TASK STATEMENT: Lines to return, exactly: from the line with "let stream = TcpStream::connect(addr).await.unwrap();" to the line with "let mut client = Self" in the entries below, both included.

*** Opening of TASK INPUT ***

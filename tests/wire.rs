use std::net::SocketAddr;
use std::sync::Arc;

use serde_json::{Value, json};
use tokio::io::{AsyncBufReadExt, AsyncWriteExt, BufReader, Lines};
use tokio::net::tcp::{OwnedReadHalf, OwnedWriteHalf};
use tokio::net::{TcpListener, TcpStream};

use hourdesk::api::Service;
use hourdesk::auth::AuthGate;
use hourdesk::config::EngineConfig;
use hourdesk::wire;

// ── Test infrastructure ──────────────────────────────────────

const PASSWORD: &str = "hourdesk";

async fn start_test_server() -> SocketAddr {
    let listener = TcpListener::bind("127.0.0.1:0").await.unwrap();
    let addr = listener.local_addr().unwrap();

    let service = Arc::new(Service::in_memory(EngineConfig::default()));
    let auth = Arc::new(AuthGate::new(PASSWORD.to_string()));

    tokio::spawn(async move {
        loop {
            let (socket, _) = match listener.accept().await {
                Ok(conn) => conn,
                Err(_) => break,
            };
            let svc = service.clone();
            let gate = auth.clone();
            tokio::spawn(async move {
                let _ = wire::process_connection(socket, svc, gate).await;
            });
        }
    });

    addr
}

struct Client {
    reader: Lines<BufReader<OwnedReadHalf>>,
    writer: OwnedWriteHalf,
}

impl Client {
    async fn connect(addr: SocketAddr, password: &str) -> (Self, Value) {
        let stream = TcpStream::connect(addr).await.unwrap();
        let (read, writer) = stream.into_split();
        let reader = BufReader::new(read).lines();
        let mut client = Self { reader, writer };
        let hello = client.send(json!({ "password": password })).await;
        (client, hello)
    }

    /// Write one request frame and wait for its response frame.
    async fn send(&mut self, frame: Value) -> Value {
        let mut line = frame.to_string();
        line.push('\n');
        self.writer.write_all(line.as_bytes()).await.unwrap();
        let reply = self
            .reader
            .next_line()
            .await
            .unwrap()
            .expect("server closed the connection");
        serde_json::from_str(&reply).unwrap()
    }

    async fn expect_closed(&mut self) {
        assert!(self.reader.next_line().await.unwrap().is_none());
    }
}

async fn seeded_client(addr: SocketAddr) -> Client {
    let (mut client, hello) = Client::connect(addr, PASSWORD).await;
    assert_eq!(hello["status"], 200);

    let resp = client
        .send(json!({
            "op": "putSpace",
            "space": {
                "spaceId": "S1",
                "name": "Vista",
                "availability": true,
                "hoster": "H1",
                "priceHour": 30.0,
                "priceDay": 180.0,
                "capacity": 6,
                "wholeDay": false
            }
        }))
        .await;
    assert_eq!(resp["status"], 200);

    for (id, name) in [("U1", "Ana"), ("U2", "Bruno")] {
        let resp = client
            .send(json!({
                "op": "putUser",
                "user": { "userId": id, "name": name, "email": format!("{}@example.com", name.to_lowercase()) }
            }))
            .await;
        assert_eq!(resp["status"], 200);
    }

    client
}

// ── Tests ────────────────────────────────────────────────────

#[tokio::test]
async fn handshake_rejects_wrong_password() {
    let addr = start_test_server().await;
    let (mut client, hello) = Client::connect(addr, "nope").await;
    assert_eq!(hello["status"], 401);
    client.expect_closed().await;
}

#[tokio::test]
async fn booking_flow_end_to_end() {
    let addr = start_test_server().await;
    let mut client = seeded_client(addr).await;

    let resp = client
        .send(json!({
            "op": "reserve",
            "spaceId": "S1", "userId": "U1",
            "date": "2030-06-01", "hours": [9, 10]
        }))
        .await;
    assert_eq!(resp["status"], 200);
    assert_eq!(resp["body"]["hoursReserved"], json!([9, 10]));

    let resp = client
        .send(json!({
            "op": "checkAvailability",
            "spaceId": "S1", "date": "2030-06-01", "hours": [9, 10, 11]
        }))
        .await;
    assert_eq!(resp["status"], 200);
    assert_eq!(resp["body"]["available"], json!(false));
    assert_eq!(resp["body"]["conflicts"], json!([9, 10]));

    // A second guest racing into hour 10 loses and hour 11 stays free.
    let resp = client
        .send(json!({
            "op": "reserve",
            "spaceId": "S1", "userId": "U2",
            "date": "2030-06-01", "hours": [10, 11]
        }))
        .await;
    assert_eq!(resp["status"], 409);
    assert!(
        resp["body"]["message"]
            .as_str()
            .unwrap()
            .contains("hour 10")
    );

    let resp = client
        .send(json!({
            "op": "checkAvailability",
            "spaceId": "S1", "date": "2030-06-01", "hours": [11]
        }))
        .await;
    assert_eq!(resp["body"]["available"], json!(true));

    // Only the owner can release hour 9.
    let resp = client
        .send(json!({
            "op": "cancel",
            "spaceId": "S1",
            "slotTimestamp": "2030-06-01T09:00:00-03:00",
            "userId": "U2"
        }))
        .await;
    assert_eq!(resp["status"], 404);

    let resp = client
        .send(json!({
            "op": "cancel",
            "spaceId": "S1",
            "slotTimestamp": "2030-06-01T09:00:00-03:00",
            "userId": "U1"
        }))
        .await;
    assert_eq!(resp["status"], 200);

    let resp = client
        .send(json!({
            "op": "checkAvailability",
            "spaceId": "S1", "date": "2030-06-01", "hours": [9]
        }))
        .await;
    assert_eq!(resp["body"]["available"], json!(true));
}

#[tokio::test]
async fn hoster_decides_and_lists_reservations() {
    let addr = start_test_server().await;
    let mut client = seeded_client(addr).await;

    client
        .send(json!({
            "op": "reserve",
            "spaceId": "S1", "userId": "U1",
            "date": "2030-06-01", "hours": [10]
        }))
        .await;

    // An unknown status never mutates anything.
    let resp = client
        .send(json!({
            "op": "updateStatus",
            "spaceId": "S1",
            "slotTimestamp": "2030-06-01T10:00:00-03:00",
            "status": "APPROVED",
            "hosterId": "H1"
        }))
        .await;
    assert_eq!(resp["status"], 400);

    let resp = client
        .send(json!({
            "op": "updateStatus",
            "spaceId": "S1",
            "slotTimestamp": "2030-06-01T10:00:00-03:00",
            "status": "CONFIRMED",
            "hosterId": "H1"
        }))
        .await;
    assert_eq!(resp["status"], 200);
    assert_eq!(resp["body"]["status"], "CONFIRMED");

    let resp = client
        .send(json!({ "op": "listByHoster", "hosterId": "H1" }))
        .await;
    assert_eq!(resp["status"], 200);
    let items = resp["body"].as_array().unwrap();
    assert_eq!(items.len(), 1);
    assert_eq!(items[0]["status"], "CONFIRMED");
    assert_eq!(items[0]["spaceName"], "Vista");
    assert_eq!(items[0]["userName"], "Ana");
    assert_eq!(items[0]["id"], "S1|2030-06-01T10:00:00-03:00");
}

#[tokio::test]
async fn malformed_frames_get_a_client_error() {
    let addr = start_test_server().await;
    let (mut client, hello) = Client::connect(addr, PASSWORD).await;
    assert_eq!(hello["status"], 200);

    let resp = client.send(json!({ "op": "teleport" })).await;
    assert_eq!(resp["status"], 400);

    // The connection survives a bad frame.
    let resp = client
        .send(json!({ "op": "listByUser", "userId": "U1" }))
        .await;
    assert_eq!(resp["status"], 200);
}

#[tokio::test]
async fn guest_listing_reflects_reservations() {
    let addr = start_test_server().await;
    let mut client = seeded_client(addr).await;

    client
        .send(json!({
            "op": "reserve",
            "spaceId": "S1", "userId": "U1",
            "date": "2030-06-02", "hours": [14, 15]
        }))
        .await;

    let resp = client
        .send(json!({ "op": "listByUser", "userId": "U1" }))
        .await;
    assert_eq!(resp["status"], 200);
    let records = resp["body"].as_array().unwrap();
    assert_eq!(records.len(), 2);
    assert_eq!(records[0]["spaceId"], "S1");
    assert_eq!(records[0]["status"], "PENDING");
    assert_eq!(records[0]["dateReservation"], "2030-06-02");
}
use std::sync::Arc;

use chrono::NaiveDate;
use serde::{Deserialize, Serialize};
use serde_json::{Value, json};

use crate::config::EngineConfig;
use crate::directory::{MemorySpaceDirectory, MemoryUserDirectory};
use crate::engine::{Engine, EngineError};
use crate::model::{Space, Status, UserProfile};
use crate::store::MemoryStore;

/// The engine plus the admin-writable side of its in-memory collaborators.
/// Space and user lifecycle is not the engine's business; the put ops exist
/// so a deployment (and the tests) can seed the directories.
pub struct Service {
    engine: Engine,
    spaces: Arc<MemorySpaceDirectory>,
    users: Arc<MemoryUserDirectory>,
}

impl Service {
    pub fn in_memory(config: EngineConfig) -> Self {
        let spaces = Arc::new(MemorySpaceDirectory::new());
        let users = Arc::new(MemoryUserDirectory::new());
        let engine = Engine::new(
            Arc::new(MemoryStore::new()),
            spaces.clone(),
            users.clone(),
            config,
        );
        Self {
            engine,
            spaces,
            users,
        }
    }

    pub fn engine(&self) -> &Engine {
        &self.engine
    }
}

/// One structured request, however it arrived. `op` picks the operation.
#[derive(Debug, Clone, Deserialize)]
#[serde(tag = "op")]
pub enum Request {
    #[serde(rename = "reserve", rename_all = "camelCase")]
    Reserve {
        space_id: String,
        user_id: String,
        date: String,
        hours: Vec<u8>,
        #[serde(default)]
        status: Option<String>,
    },
    #[serde(rename = "checkAvailability", rename_all = "camelCase")]
    CheckAvailability {
        space_id: String,
        date: String,
        hours: Vec<u8>,
    },
    #[serde(rename = "cancel", rename_all = "camelCase")]
    Cancel {
        space_id: String,
        slot_timestamp: String,
        user_id: String,
    },
    #[serde(rename = "updateStatus", rename_all = "camelCase")]
    UpdateStatus {
        space_id: String,
        slot_timestamp: String,
        status: String,
        hoster_id: String,
    },
    #[serde(rename = "listByUser", rename_all = "camelCase")]
    ListByUser { user_id: String },
    #[serde(rename = "listByHoster", rename_all = "camelCase")]
    ListByHoster {
        hoster_id: String,
        #[serde(default)]
        status: Option<String>,
    },
    #[serde(rename = "putSpace")]
    PutSpace { space: Space },
    #[serde(rename = "putUser")]
    PutUser { user: UserProfile },
}

/// Outcome envelope: 200 success, 4xx client error, 5xx server error.
#[derive(Debug, Clone, Serialize)]
pub struct ApiResponse {
    pub status: u16,
    pub body: Value,
}

impl ApiResponse {
    pub fn ok(body: Value) -> Self {
        Self { status: 200, body }
    }

    pub fn client_error(status: u16, message: &str) -> Self {
        Self {
            status,
            body: json!({ "message": message }),
        }
    }

    pub fn is_success(&self) -> bool {
        self.status < 400
    }
}

/// Classify an engine error into the outcome envelope. Messages pass through
/// verbatim; they carry no internals.
pub fn error_response(e: &EngineError) -> ApiResponse {
    let status = match e {
        EngineError::Validation(_) => 400,
        EngineError::NotFound(_) => 404,
        EngineError::Conflict { .. } => 409,
        EngineError::Dependency(_) => 502,
    };
    ApiResponse {
        status,
        body: json!({ "message": e.to_string() }),
    }
}

fn ok_with_message(message: &str, payload: impl Serialize) -> ApiResponse {
    let mut body = serde_json::to_value(payload).unwrap_or(Value::Null);
    if let Value::Object(map) = &mut body {
        map.insert("message".into(), Value::String(message.into()));
    }
    ApiResponse::ok(body)
}

fn parse_date(raw: &str) -> Result<NaiveDate, ApiResponse> {
    raw.parse()
        .map_err(|_| ApiResponse::client_error(400, "invalid date, expected YYYY-MM-DD"))
}

fn parse_status(raw: &str) -> Result<Status, ApiResponse> {
    Status::parse(raw)
        .ok_or_else(|| ApiResponse::client_error(400, &format!("unknown status {raw}")))
}

pub async fn dispatch(service: &Service, request: Request) -> ApiResponse {
    match request {
        Request::Reserve {
            space_id,
            user_id,
            date,
            hours,
            status,
        } => {
            let date = match parse_date(&date) {
                Ok(d) => d,
                Err(resp) => return resp,
            };
            let status = match status.as_deref().map(parse_status).transpose() {
                Ok(s) => s.unwrap_or_default(),
                Err(resp) => return resp,
            };
            match service
                .engine
                .reserve(&space_id, &user_id, date, &hours, status)
                .await
            {
                Ok(receipt) => ok_with_message("reservation recorded", receipt),
                Err(e) => error_response(&e),
            }
        }
        Request::CheckAvailability {
            space_id,
            date,
            hours,
        } => {
            let date = match parse_date(&date) {
                Ok(d) => d,
                Err(resp) => return resp,
            };
            match service
                .engine
                .check_availability(&space_id, date, &hours)
                .await
            {
                Ok(availability) => {
                    ApiResponse::ok(serde_json::to_value(availability).unwrap_or(Value::Null))
                }
                Err(e) => error_response(&e),
            }
        }
        Request::Cancel {
            space_id,
            slot_timestamp,
            user_id,
        } => match service
            .engine
            .cancel(&space_id, &slot_timestamp, &user_id)
            .await
        {
            Ok(receipt) => ok_with_message("reservation canceled", receipt),
            Err(e) => error_response(&e),
        },
        Request::UpdateStatus {
            space_id,
            slot_timestamp,
            status,
            hoster_id,
        } => match service
            .engine
            .update_status(&space_id, &slot_timestamp, &status, &hoster_id)
            .await
        {
            Ok(updated) => ApiResponse::ok(serde_json::to_value(updated).unwrap_or(Value::Null)),
            Err(e) => error_response(&e),
        },
        Request::ListByUser { user_id } => match service.engine.list_by_user(&user_id).await {
            Ok(records) => ApiResponse::ok(serde_json::to_value(records).unwrap_or(Value::Null)),
            Err(e) => error_response(&e),
        },
        Request::ListByHoster { hoster_id, status } => {
            let filter = match status.as_deref().map(parse_status).transpose() {
                Ok(f) => f,
                Err(resp) => return resp,
            };
            match service.engine.list_by_hoster(&hoster_id, filter).await {
                Ok(items) => ApiResponse::ok(serde_json::to_value(items).unwrap_or(Value::Null)),
                Err(e) => error_response(&e),
            }
        }
        Request::PutSpace { space } => {
            if space.space_id.is_empty() {
                return ApiResponse::client_error(400, "spaceId is required");
            }
            service.spaces.put(space);
            ApiResponse::ok(json!({ "message": "space recorded" }))
        }
        Request::PutUser { user } => {
            if user.user_id.is_empty() {
                return ApiResponse::client_error(400, "userId is required");
            }
            service.users.put(user);
            ApiResponse::ok(json!({ "message": "user recorded" }))
        }
    }
}
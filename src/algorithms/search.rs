use crate::algorithms::alternatives::{self, PathForest};
use crate::algorithms::common::{Cost, Graph, Heuristic, INFINITE};
use crate::algorithms::frontier::Frontier;
use crate::algorithms::ledger::{CostLedger, NodeCost};
use crate::algorithms::step::{Step, StepPhase, StepRecorder, StepResult};
use crate::error::SearchError;
use crate::grid::NodeId;
use rustc_hash::FxHashSet;
use tracing::{debug, info, trace, warn};

/// Where the engine is in its prepare / search / alternatives protocol.
#[derive(Debug, Clone, Copy, PartialEq, Eq)]
pub enum Phase {
    Idle,
    Prepared,
    Searching,
    /// The target holds a finite cost.
    Settled,
    /// The frontier ran dry before the target was reached.
    Exhausted,
    AlternativesExpanded,
}

/// Bookkeeping owned by a single run.
#[derive(Debug, Clone, Default, PartialEq, Eq)]
pub struct SearchState {
    pub ledger: CostLedger,
    pub frontier: Frontier,
    pub visited: FxHashSet<NodeId>,
    /// Passable neighbours of visited nodes that the searcher cannot see yet.
    pub fog: FxHashSet<NodeId>,
}

impl SearchState {
    fn clear(&mut self) {
        self.ledger.clear();
        self.frontier.clear();
        self.visited.clear();
        self.fog.clear();
    }
}

/// Best-first search over a partially known graph, with the cost estimate
/// supplied by the strategy `H`.
///
/// The engine borrows the graph for its whole lifetime, so the caller can
/// only change which nodes are known between runs, after dropping it.
///
/// A run can be driven in one call per phase (`find_shortest_path`, then
/// `find_alternative_paths`) or one expansion at a time with `step`; both
/// leave the engine in the same state.
pub struct SearchEngine<'g, G: Graph + ?Sized, H: Heuristic> {
    graph: &'g G,
    heuristic: H,
    state: SearchState,
    endpoints: Option<(NodeId, NodeId)>,
    phase: Phase,
    found: bool,
    explored: usize,
    passable: usize,
    max_paths: usize,
    detailed_steps: bool,
    recorder: StepRecorder,
}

*** Close of TASK INPUT ***

ANSWER SPACE:
        let stream = TcpStream::connect(addr).await.unwrap();
        let (read, writer) = stream.into_split();
        let reader = BufReader::new(read).lines();
        let mut client = Self { reader, writer };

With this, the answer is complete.